日本で最も少子高齢化が深刻な東京
増え続ける「社会保障の財源」をどうする?

〔PHOTO〕gettyimages

GDPの4分の1が社会保障費に消える

高齢化が進む日本では、社会保障費が増大の一途を辿っている。

10月23日、国立社会保障・人口問題研究所は、2013年度に支払われた社会保障給付費が110兆6,566億円だったことを明らかにした。昨年度よりも1兆6,566億円(1.5%)増である。

国民一人当たりでは、86万9,300円で、これまた昨年度と比べて、1万4,500円(1.7%)増えている。統計を取り始めた1950年度から、一貫して増え続けている。

内訳を見てみると、年金が54兆6,085億円(1.2%増)、医療が35兆3,548億円(2.1%増)、福祉・その他(介護、生活保護、子育てなど)が20兆6,933億円(1.5%増)となっている。なかでも介護の伸びがとくに大きく、4.7%増の8兆7,879億円である。

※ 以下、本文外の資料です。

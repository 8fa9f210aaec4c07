//! Transcript discovery: oracle client boundary, process-wide rate limiting,
//! and the fetch worker pool.

pub mod provider;
pub mod ratelimit;
pub mod worker;

pub use provider::{
    HttpTranscriptOracle, OracleError, OracleObservation, OracleQuery, TranscriptOracle,
};
pub use ratelimit::TokenBucket;
pub use worker::Fetcher;
//! Shared message payloads carried on the durable queues.
//!
//! Every payload round-trips through `serde_json::Value` in the
//! `queue_messages` table, so all fields are plain serde types. Workers must
//! tolerate replays: the broker is at-least-once.

use chrono::{DateTime, Utc};
use serde::{Deserialize, Serialize};

/// One poll instruction for the fetcher pool.
///
/// `row_id` pins the message to the schedule row that produced it; a row that
/// has been retired or re-targeted since dispatch makes the message stale and
/// the fetcher acks it as a no-op.
#[derive(Debug, Clone, PartialEq, Eq, Serialize, Deserialize)]
pub struct TranscriptCheck {
    pub row_id: i64,
    pub equity_id: i64,
    pub quarter: i64,
    pub year: i64,
}

/// Request to analyse one transcript.
///
/// `idempotency_key` names the unit of work; the matching `analysis_jobs` row
/// is created by the producer (fetcher or admin surface) before this message
/// becomes visible, so a consumer that cannot find the job treats the message
/// as stale.
#[derive(Debug, Clone, PartialEq, Eq, Serialize, Deserialize)]
pub struct AnalysisRequest {
    pub transcript_id: i64,
    pub source_url: String,
    pub force: bool,
    pub idempotency_key: String,
}

/// Two-stage group research traffic on the `group_research_request` queue.
#[derive(Debug, Clone, PartialEq, Eq, Serialize, Deserialize)]
#[serde(tag = "kind", rename_all = "snake_case")]
pub enum GroupResearchRequest {
    /// Stage 1: an analysis for `equity_id` finished; the coordinator checks
    /// fan-in readiness for every active group containing the equity.
    MemberReady {
        equity_id: i64,
        quarter: i64,
        year: i64,
    },
    /// Stage 2: run the research article for one group and quarter.
    Dispatch {
        group_id: i64,
        quarter: i64,
        year: i64,
        force: bool,
    },
}

/// Zero-payload poke that forces an immediate scheduler dispatch pass.
///
/// Published by `POST /scheduler/trigger` with no delay; the scheduler drains
/// the lane at the top of its tick loop.
#[derive(Debug, Clone, PartialEq, Eq, Serialize, Deserialize)]
pub struct SchedulerTick {
    pub requested_at_utc: DateTime<Utc>,
}
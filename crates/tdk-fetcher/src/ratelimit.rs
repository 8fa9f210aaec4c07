//! Process-wide token bucket gating oracle calls.
//!
//! One bucket per oracle, shared by every fetcher task. A 429 halves the
//! rate; the first success after a 429 doubles it back, bounded by the
//! configured QPS.

use std::time::Duration;
use tokio::sync::Mutex;
use tokio::time::Instant;

#[derive(Debug)]
struct BucketState {
    qps: f64,
    tokens: f64,
    capacity: f64,
    last_refill: Instant,
    /// Set by a 429; cleared once recovery reaches the configured rate.
    throttled: bool,
}

#[derive(Debug)]
pub struct TokenBucket {
    configured_qps: f64,
    min_qps: f64,
    state: Mutex<BucketState>,
}

impl TokenBucket {
    pub fn new(qps: f64) -> Self {
        let qps = qps.max(0.01);
        TokenBucket {
            configured_qps: qps,
            // Retreat floor: one request every 100 seconds.
            min_qps: 0.01,
            state: Mutex::new(BucketState {
                qps,
                tokens: qps.max(1.0),
                capacity: qps.max(1.0),
                last_refill: Instant::now(),
                throttled: false,
            }),
        }
    }

    /// Take one token, sleeping until the bucket refills if necessary.
    pub async fn acquire(&self) {
        loop {
            let wait = {
                let mut st = self.state.lock().await;
                let now = Instant::now();
                let elapsed = now.duration_since(st.last_refill).as_secs_f64();
                st.tokens = (st.tokens + elapsed * st.qps).min(st.capacity);
                st.last_refill = now;

                if st.tokens >= 1.0 {
                    st.tokens -= 1.0;
                    return;
                }
                Duration::from_secs_f64((1.0 - st.tokens) / st.qps)
            };
            tokio::time::sleep(wait).await;
        }
    }

    /// 429 observed: halve the rate (floored).
    pub async fn on_rate_limited(&self) {
        let mut st = self.state.lock().await;
        st.qps = (st.qps / 2.0).max(self.min_qps);
        st.throttled = true;
        tracing::warn!(qps = st.qps, "oracle rate limited; bucket retreating");
    }

    /// Success observed: if retreated, double back toward the configured
    /// rate; once reached, the retreat flag clears.
    pub async fn on_success(&self) {
        let mut st = self.state.lock().await;
        if st.throttled {
            st.qps = (st.qps * 2.0).min(self.configured_qps);
            if (st.qps - self.configured_qps).abs() < f64::EPSILON {
                st.throttled = false;
                tracing::info!(qps = st.qps, "oracle rate recovered");
            }
        }
    }

    pub async fn current_qps(&self) -> f64 {
        self.state.lock().await.qps
    }
}

#[cfg(test)]
mod tests {
    use super::*;

    #[tokio::test]
    async fn rate_halves_per_429_and_recovers_per_success() {
        let bucket = TokenBucket::new(2.0);
        assert!((bucket.current_qps().await - 2.0).abs() < 1e-9);

        bucket.on_rate_limited().await;
        assert!((bucket.current_qps().await - 1.0).abs() < 1e-9);
        bucket.on_rate_limited().await;
        assert!((bucket.current_qps().await - 0.5).abs() < 1e-9);

        bucket.on_success().await;
        assert!((bucket.current_qps().await - 1.0).abs() < 1e-9);
        bucket.on_success().await;
        assert!((bucket.current_qps().await - 2.0).abs() < 1e-9);

        // Recovery is bounded by the configured rate.
        bucket.on_success().await;
        assert!((bucket.current_qps().await - 2.0).abs() < 1e-9);
    }

    #[tokio::test]
    async fn success_without_retreat_never_raises_the_rate() {
        let bucket = TokenBucket::new(2.0);
        bucket.on_success().await;
        assert!((bucket.current_qps().await - 2.0).abs() < 1e-9);
    }

    #[tokio::test]
    async fn retreat_is_floored() {
        let bucket = TokenBucket::new(0.04);
        for _ in 0..10 {
            bucket.on_rate_limited().await;
        }
        assert!(bucket.current_qps().await >= 0.01 - 1e-12);
    }

    #[tokio::test(start_paused = true)]
    async fn acquire_waits_for_refill() {
        let bucket = TokenBucket::new(1.0);
        // Capacity 1: first token is free, second must wait ~1s of bucket time.
        bucket.acquire().await;
        let before = tokio::time::Instant::now();
        bucket.acquire().await;
        let waited = tokio::time::Instant::now().duration_since(before);
        assert!(waited >= Duration::from_millis(900), "waited {waited:?}");
    }
}
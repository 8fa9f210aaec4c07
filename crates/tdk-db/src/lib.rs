//! Store layer: a single SQLite database file holding every durable entity of
//! the transcript pipeline (universe, schedule, transcripts, queue, jobs,
//! analyses, outbox, research runs).
//!
//! Contended paths (schedule claim, queue claim, outbox claim, reservation
//! CAS) are single `UPDATE … RETURNING` statements, atomic under SQLite's
//! writer serialisation. Multi-row transitions run inside one transaction.
//! SQL never reads the wall clock — callers pass `now`.

use anyhow::{Context, Result};
use sqlx::sqlite::{SqliteConnectOptions, SqliteJournalMode, SqlitePoolOptions};
use sqlx::SqlitePool;
use std::path::Path;
use std::str::FromStr;
use std::time::Duration;

pub mod analyses;
pub mod jobs;
pub mod outbox;
pub mod queue;
pub mod research;
pub mod schedule;
pub mod transcripts;
pub mod universe;
pub mod views;

pub use analyses::{AnalysisRow, NewAnalysis};
pub use jobs::{JobRow, JobStatus};
pub use outbox::{OutboxRow, OutboxStatus};
pub use queue::{DeadLetterRow, MessageRow, QueueDepth};
pub use research::{MemberAnalysis, ResearchRunRow, ResearchStatus};
pub use schedule::ScheduleRow;
pub use transcripts::{AnalysisState, TranscriptRow, TranscriptStatus};
pub use universe::{EquityRow, GroupRow, RecipientRow, TrackedEquity};

pub const ENV_DB_PATH: &str = "TDK_DATABASE_PATH";

/// Open (creating if missing) the database file and configure the connection:
/// WAL journal for concurrent readers, foreign keys on, and a busy timeout so
/// writer contention surfaces as latency instead of `SQLITE_BUSY` errors.
pub async fn connect(path: &Path) -> Result<SqlitePool> {
    let opts = SqliteConnectOptions::new()
        .filename(path)
        .create_if_missing(true)
        .journal_mode(SqliteJournalMode::Wal)
        .foreign_keys(true)
        .busy_timeout(Duration::from_secs(5));

    let pool = SqlitePoolOptions::new()
        .max_connections(8)
        .connect_with(opts)
        .await
        .with_context(|| format!("failed to open database at {}", path.display()))?;

    Ok(pool)
}

/// Connect using a SQLite URL (tests use `sqlite::memory:`-style URLs and
/// tempfiles interchangeably).
pub async fn connect_url(url: &str) -> Result<SqlitePool> {
    let opts = SqliteConnectOptions::from_str(url)
        .with_context(|| format!("invalid database url {url}"))?
        .create_if_missing(true)
        .journal_mode(SqliteJournalMode::Wal)
        .foreign_keys(true)
        .busy_timeout(Duration::from_secs(5));

    let pool = SqlitePoolOptions::new()
        .max_connections(8)
        .connect_with(opts)
        .await
        .with_context(|| format!("failed to open database {url}"))?;

    Ok(pool)
}

/// Run embedded SQLx migrations.
pub async fn migrate(pool: &SqlitePool) -> Result<()> {
    sqlx::migrate!("./migrations")
        .run(pool)
        .await
        .context("db migrate failed")?;
    Ok(())
}

/// Simple status query (connectivity + schema presence).
pub async fn status(pool: &SqlitePool) -> Result<DbStatus> {
    let (one,): (i32,) = sqlx::query_as("select 1")
        .fetch_one(pool)
        .await
        .context("status connectivity query failed")?;

    let (exists,): (bool,) = sqlx::query_as(
        r#"
        select exists (
            select 1 from sqlite_master
            where type = 'table' and name = 'fetch_schedule'
        )
        "#,
    )
    .fetch_one(pool)
    .await
    .context("status table-exists query failed")?;

    Ok(DbStatus {
        ok: one == 1,
        has_schema: exists,
    })
}

#[derive(Debug, Clone)]
pub struct DbStatus {
    pub ok: bool,
    pub has_schema: bool,
}

/// Detect a SQLite unique-constraint violation.
///
/// Constraint violations are *permanent* per the error taxonomy: callers turn
/// them into idempotent no-ops (`Ok(false)` from the `*_deduped` insert
/// helpers) rather than retrying.
pub(crate) fn is_unique_violation(err: &sqlx::Error) -> bool {
    match err {
        sqlx::Error::Database(db_err) => {
            // 2067 = SQLITE_CONSTRAINT_UNIQUE, 1555 = SQLITE_CONSTRAINT_PRIMARYKEY
            matches!(db_err.code().as_deref(), Some("2067") | Some("1555"))
        }
        _ => false,
    }
}
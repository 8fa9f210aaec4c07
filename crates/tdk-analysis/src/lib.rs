//! Transcript analysis: content cache, text extraction, prompt resolution,
//! and the analysis worker pool.

pub mod content_store;
pub mod extract;
pub mod prompt;
pub mod worker;

pub use content_store::ContentStore;
pub use worker::{analysis_backoff, AnalysisWorker};
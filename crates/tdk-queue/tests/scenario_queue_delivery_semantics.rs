//! Scenario: broker delivery semantics.
//!
//! Covers the visibility contract end to end: delayed delivery, FIFO order,
//! lease redelivery with attempt accounting, and dead-lettering at the
//! attempt cap.

use chrono::{Duration, TimeZone, Utc};
use serde::{Deserialize, Serialize};
use tdk_queue::{NackOutcome, QueueBroker, QueuePolicy};
use tempfile::TempDir;

#[derive(Debug, Clone, PartialEq, Serialize, Deserialize)]
struct Probe {
    seq: i64,
}

async fn make_broker() -> anyhow::Result<(TempDir, QueueBroker)> {
    let dir = tempfile::tempdir()?;
    let pool = tdk_db::connect(&dir.path().join("pipeline.db")).await?;
    tdk_db::migrate(&pool).await?;
    Ok((dir, QueueBroker::new(pool)))
}

#[tokio::test]
async fn delayed_message_is_invisible_until_available_at() -> anyhow::Result<()> {
    let (_dir, broker) = make_broker().await?;
    let now = Utc.with_ymd_and_hms(2026, 7, 1, 12, 0, 0).unwrap();

    broker.publish("q", &Probe { seq: 1 }, Duration::minutes(10), now).await?;

    assert!(broker.claim("q", 10, now).await?.is_empty());
    assert!(broker
        .claim("q", 10, now + Duration::minutes(9))
        .await?
        .is_empty());

    let due = broker.claim("q", 10, now + Duration::minutes(10)).await?;
    assert_eq!(due.len(), 1);
    assert_eq!(due[0].decode::<Probe>()?.seq, 1);
    Ok(())
}

#[tokio::test]
async fn fifo_within_queue_by_available_at_then_id() -> anyhow::Result<()> {
    let (_dir, broker) = make_broker().await?;
    let now = Utc.with_ymd_and_hms(2026, 7, 1, 12, 0, 0).unwrap();

    // Same available_at → id order breaks the tie.
    broker.publish("q", &Probe { seq: 1 }, Duration::zero(), now).await?;
    broker.publish("q", &Probe { seq: 2 }, Duration::zero(), now).await?;
    // Earlier available_at published later still sorts first.
    broker
        .publish("q", &Probe { seq: 0 }, Duration::zero(), now - Duration::minutes(1))
        .await?;

    let claimed = broker.claim("q", 10, now).await?;
    let seqs: Vec<i64> = claimed
        .iter()
        .map(|d| d.decode::<Probe>().unwrap().seq)
        .collect();
    assert_eq!(seqs, vec![0, 1, 2]);
    Ok(())
}

#[tokio::test]
async fn lease_expiry_redelivers_and_counts_attempts() -> anyhow::Result<()> {
    let (_dir, broker) = make_broker().await?;
    let now = Utc.with_ymd_and_hms(2026, 7, 1, 12, 0, 0).unwrap();
    broker.publish("q", &Probe { seq: 1 }, Duration::zero(), now).await?;

    let first = broker.claim("q", 1, now).await?;
    assert_eq!(first[0].attempts, 1);

    // Within the default 5-minute lease: hidden.
    assert!(broker.claim("q", 1, now + Duration::minutes(4)).await?.is_empty());

    // Past the lease: redelivered with the attempt counted.
    let second = broker.claim("q", 1, now + Duration::minutes(6)).await?;
    assert_eq!(second.len(), 1);
    assert_eq!(second[0].attempts, 2);
    assert_eq!(second[0].message_id, first[0].message_id);

    broker.ack(second[0].message_id).await?;
    assert!(broker.claim("q", 1, now + Duration::minutes(12)).await?.is_empty());
    Ok(())
}

#[tokio::test]
async fn nack_requeues_then_dead_letters_at_cap() -> anyhow::Result<()> {
    let (_dir, broker) = make_broker().await?;
    let broker = broker.with_policy(
        "q",
        QueuePolicy {
            lease: Duration::minutes(5),
            max_attempts: 2,
        },
    );
    let now = Utc.with_ymd_and_hms(2026, 7, 1, 12, 0, 0).unwrap();
    broker.publish("q", &Probe { seq: 1 }, Duration::zero(), now).await?;

    let d1 = &broker.claim("q", 1, now).await?[0];
    let out1 = broker.nack(d1, Duration::seconds(30), "oracle 502", now).await?;
    assert_eq!(out1, NackOutcome::Requeued(now + Duration::seconds(30)));

    // Hidden until the backoff horizon.
    assert!(broker.claim("q", 1, now + Duration::seconds(10)).await?.is_empty());

    let t2 = now + Duration::seconds(30);
    let d2 = &broker.claim("q", 1, t2).await?[0];
    assert_eq!(d2.attempts, 2);
    let out2 = broker.nack(d2, Duration::seconds(30), "oracle 502", t2).await?;
    assert_eq!(out2, NackOutcome::DeadLettered);

    // Gone from the live set, present as a permanent error record.
    assert!(broker.claim("q", 1, t2 + Duration::hours(1)).await?.is_empty());
    let dead = tdk_db::queue::list_dead_letters(broker.pool(), "q").await?;
    assert_eq!(dead.len(), 1);
    assert_eq!(dead[0].attempts, 2);
    assert_eq!(dead[0].last_error.as_deref(), Some("oracle 502"));

    let depth = broker.depth("q", t2).await?;
    assert_eq!(depth.dead, 1);
    assert_eq!(depth.ready + depth.delayed + depth.in_flight, 0);
    Ok(())
}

社会保障給付費に施設整備費などを加えた数字が社会支出であるが、これは114兆1,356億円にのぼり(1.4%増)、GDP(国内総生産)の23.63%である。分かりやすく丸めた数字で言うと、GDP500兆円の4分の1が社会保障のための費用に使われているのである。しかもこれが増え続けていることを認識しなければならない。

高齢者向け(年金・高齢者介護など)と家族向け(子育てなど)の支出を比較すると、前者は0.01%増(GDP比11.31%)、後者は0.06%減(GDP比1.25%)である。つまり、高齢者対策に、子育てなどの10倍の経費が使われているということである。

今後は、少子化対策などの家族向け支出を増やしていくことが求められている。